* **Your task**
State the number of lines in the records that contain "service", with no other words.

Stored items
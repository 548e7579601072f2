//! notehub core library - shared types, the notes API trait, the query
//! cache and the browsing session state.
//!
//! This crate does no network I/O; an implementation of [`NotesApi`] is
//! plugged in by the caller.

mod api;
mod error;
mod note;
mod service;

pub mod debounce;
pub mod query;
pub mod retry;
pub mod view;

#[cfg(test)]
mod testing;

pub use api::NotesApi;
pub use error::Error;
pub use note::{
    CreateNote, Note, NoteQuery, NotesPage, PageKey, Tag, CONTENT_MAX_LEN, DEFAULT_PER_PAGE,
    NOTES_NAMESPACE, TITLE_MAX_LEN, TITLE_MIN_LEN,
};
pub use query::{QueryClient, QueryOptions};
pub use retry::RetryPolicy;
pub use service::{NoteService, MAX_PER_PAGE};
pub use view::{Body, EmptyState, Loaded, NotesView, Pagination, Screen, ViewState};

* **Response**
2